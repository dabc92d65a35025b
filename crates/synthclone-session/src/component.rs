//! Plugin-supplied components: effects, samplers and targets.

use serde::{Deserialize, Serialize};
use synthclone_core::{
    ComponentError, EffectId, Sample, SampleRate, SamplerId, TargetId, Zone,
};
use tokio::sync::watch;

use crate::job::{JobReporter, SamplerJobRequest};

/// Name, progress and status message of a component.
#[derive(Debug, Clone, PartialEq, Default, Serialize, Deserialize)]
pub struct ComponentStatus {
    pub name: String,
    /// Progress in `0.0..=1.0`.
    pub progress: f32,
    pub status: String,
}

/// Shared state every component carries.
///
/// Changes are published on a watch channel, so progress can be reported
/// from worker threads and observed by UI code without involving the
/// session.
#[derive(Debug)]
pub struct ComponentCore {
    status: watch::Sender<ComponentStatus>,
}

impl ComponentCore {
    /// Create a core with the given display name.
    pub fn new(name: impl Into<String>) -> Self {
        let (status, _) = watch::channel(ComponentStatus {
            name: name.into(),
            ..ComponentStatus::default()
        });
        Self { status }
    }

    /// Display name.
    pub fn name(&self) -> String {
        self.status.borrow().name.clone()
    }

    /// Progress in `0.0..=1.0`.
    pub fn progress(&self) -> f32 {
        self.status.borrow().progress
    }

    /// Status message.
    pub fn status(&self) -> String {
        self.status.borrow().status.clone()
    }

    /// Snapshot of everything.
    pub fn snapshot(&self) -> ComponentStatus {
        self.status.borrow().clone()
    }

    pub fn set_name(&self, name: impl Into<String>) {
        let name = name.into();
        self.status.send_if_modified(|s| {
            if s.name == name {
                return false;
            }
            s.name = name;
            true
        });
    }

    /// Set progress, clamped to `0.0..=1.0`.
    pub fn set_progress(&self, progress: f32) {
        let progress = progress.clamp(0.0, 1.0);
        self.status.send_if_modified(|s| {
            if s.progress == progress {
                return false;
            }
            s.progress = progress;
            true
        });
    }

    pub fn set_status(&self, status: impl Into<String>) {
        let status = status.into();
        self.status.send_if_modified(|s| {
            if s.status == status {
                return false;
            }
            s.status = status;
            true
        });
    }

    /// Watch for name, progress and status changes.
    pub fn subscribe(&self) -> watch::Receiver<ComponentStatus> {
        self.status.subscribe()
    }
}

/// Behavior shared by effects, samplers and targets.
pub trait Component: Send + Sync {
    fn core(&self) -> &ComponentCore;

    fn name(&self) -> String {
        self.core().name()
    }
}

/// Transforms a dry sample into a wet one.
pub trait Effect: Component {
    /// Process `sample` recorded for `zone`.
    ///
    /// Runs on a worker thread.
    fn process(&self, zone: &Zone, sample: &Sample) -> Result<Sample, ComponentError>;
}

/// Records and plays back samples.
pub trait Sampler: Component {
    /// Rate the backend runs at, if it is fixed.
    fn sample_rate(&self) -> Option<SampleRate> {
        None
    }

    /// Start a job. The sampler must eventually answer through `reporter`,
    /// from any thread.
    fn start_job(&self, request: SamplerJobRequest, reporter: JobReporter);

    /// Ask the running job to stop. The sampler acknowledges with
    /// [`JobReporter::aborted`].
    fn abort_job(&self);
}

/// Writes zones to some destination (an instrument file, an archive).
pub trait Target: Component {
    fn validate(&self, zones: &[Zone]) -> Result<(), ComponentError>;

    fn save(&self, zones: &[Zone]) -> Result<(), ComponentError>;
}

/// Identifies any registered component.
#[derive(Debug, Clone, Copy, PartialEq, Eq, Hash)]
pub enum ComponentId {
    Effect(EffectId),
    Sampler(SamplerId),
    Target(TargetId),
}

impl From<EffectId> for ComponentId {
    fn from(id: EffectId) -> Self {
        Self::Effect(id)
    }
}

impl From<SamplerId> for ComponentId {
    fn from(id: SamplerId) -> Self {
        Self::Sampler(id)
    }
}

impl From<TargetId> for ComponentId {
    fn from(id: TargetId) -> Self {
        Self::Target(id)
    }
}

#[cfg(test)]
mod tests {
    use super::*;

    #[test]
    fn test_core_publishes_changes() {
        let core = ComponentCore::new("Trimmer");
        let mut rx = core.subscribe();
        assert!(!rx.has_changed().unwrap());

        core.set_progress(0.5);
        assert!(rx.has_changed().unwrap());
        assert_eq!(rx.borrow_and_update().progress, 0.5);

        core.set_progress(0.5);
        assert!(!rx.has_changed().unwrap());

        core.set_progress(3.0);
        assert_eq!(core.progress(), 1.0);
        core.set_status("trimming");
        assert_eq!(rx.borrow_and_update().status, "trimming");
        assert_eq!(core.name(), "Trimmer");
    }
}
//! Error types shared by the session and its plugins.

use std::path::PathBuf;

use serde::{Deserialize, Serialize};
use thiserror::Error;

/// Result alias for session operations.
pub type SessionResult<T> = Result<T, SessionError>;

/// Recoverable errors raised by session operations.
///
/// Invariant violations (double registration, out-of-range indices, use of
/// a torn-down context) are not represented here; they panic.
#[derive(Debug, Error)]
pub enum SessionError {
    /// Sample rate outside the supported bounds.
    #[error("sample rate {value} is outside the supported range")]
    InvalidSampleRate { value: u32 },

    /// Channel count of zero.
    #[error("sample channel count cannot be 0")]
    InvalidChannelCount,

    /// MIDI attribute outside its valid range.
    #[error("invalid {field} value: {value}")]
    InvalidMidiData { field: &'static str, value: i64 },

    /// Non-MIDI zone property failed validation.
    #[error("invalid {field}: {message}")]
    InvalidZoneProperty {
        field: &'static str,
        message: String,
    },

    /// Participant id does not match the id grammar.
    #[error("'{id}' is not a valid participant id")]
    InvalidParticipantId { id: String },

    /// A sampler is already registered.
    #[error("a sampler is already registered")]
    SamplerAlreadyRegistered,

    /// Operation requires a loaded session.
    #[error("no session is loaded")]
    SessionNotLoaded,

    /// Operation requires that no session is loaded.
    #[error("a session is already loaded")]
    SessionAlreadyLoaded,

    /// Directory is not a session directory.
    #[error("'{path}' is not a session directory")]
    NotASession { path: PathBuf },

    /// A session already exists at the path.
    #[error("a session already exists at '{path}'")]
    SessionExists { path: PathBuf },

    /// The session file was written by an unsupported format version.
    #[error("unsupported session format version {version}")]
    UnsupportedVersion { version: u32 },

    /// Sample buffer whose length is not a multiple of its channel count.
    #[error("sample data of {len} values cannot be split into {channels} channels")]
    InvalidSampleData { len: usize, channels: u16 },

    /// Sample file name that is not a plain name inside the sample
    /// directory.
    #[error("'{file}' is not a valid sample file name")]
    InvalidSampleFile { file: String },

    /// I/O error with path context.
    #[error("I/O error at {path}: {source}")]
    Io {
        path: PathBuf,
        #[source]
        source: std::io::Error,
    },

    /// Session document could not be encoded or decoded.
    #[error("session document error: {0}")]
    Serialization(#[from] serde_json::Error),
}

impl SessionError {
    /// Create an I/O error with path context.
    pub fn io(path: impl Into<PathBuf>, source: std::io::Error) -> Self {
        Self::Io {
            path: path.into(),
            source,
        }
    }

    /// Check whether this is a validation failure the caller can fix by
    /// supplying different input.
    pub fn is_validation(&self) -> bool {
        matches!(
            self,
            Self::InvalidSampleRate { .. }
                | Self::InvalidChannelCount
                | Self::InvalidMidiData { .. }
                | Self::InvalidZoneProperty { .. }
                | Self::InvalidParticipantId { .. }
                | Self::SamplerAlreadyRegistered
        )
    }
}

/// Error raised by a plugin component (effect, sampler or target).
#[derive(Debug, Clone, PartialEq, Eq, Error, Serialize, Deserialize)]
#[error("{component}: {message}")]
pub struct ComponentError {
    /// Display name of the component that failed.
    pub component: String,
    /// Human-readable message.
    pub message: String,
}

impl ComponentError {
    /// Create a new component error.
    pub fn new(component: impl Into<String>, message: impl Into<String>) -> Self {
        Self {
            component: component.into(),
            message: message.into(),
        }
    }
}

+===+

Task requirements:
Return each line of the data above that includes the word "context".

Your response:
/// a torn-down context) are not represented here; they panic.
    /// I/O error with path context.
    /// Create an I/O error with path context.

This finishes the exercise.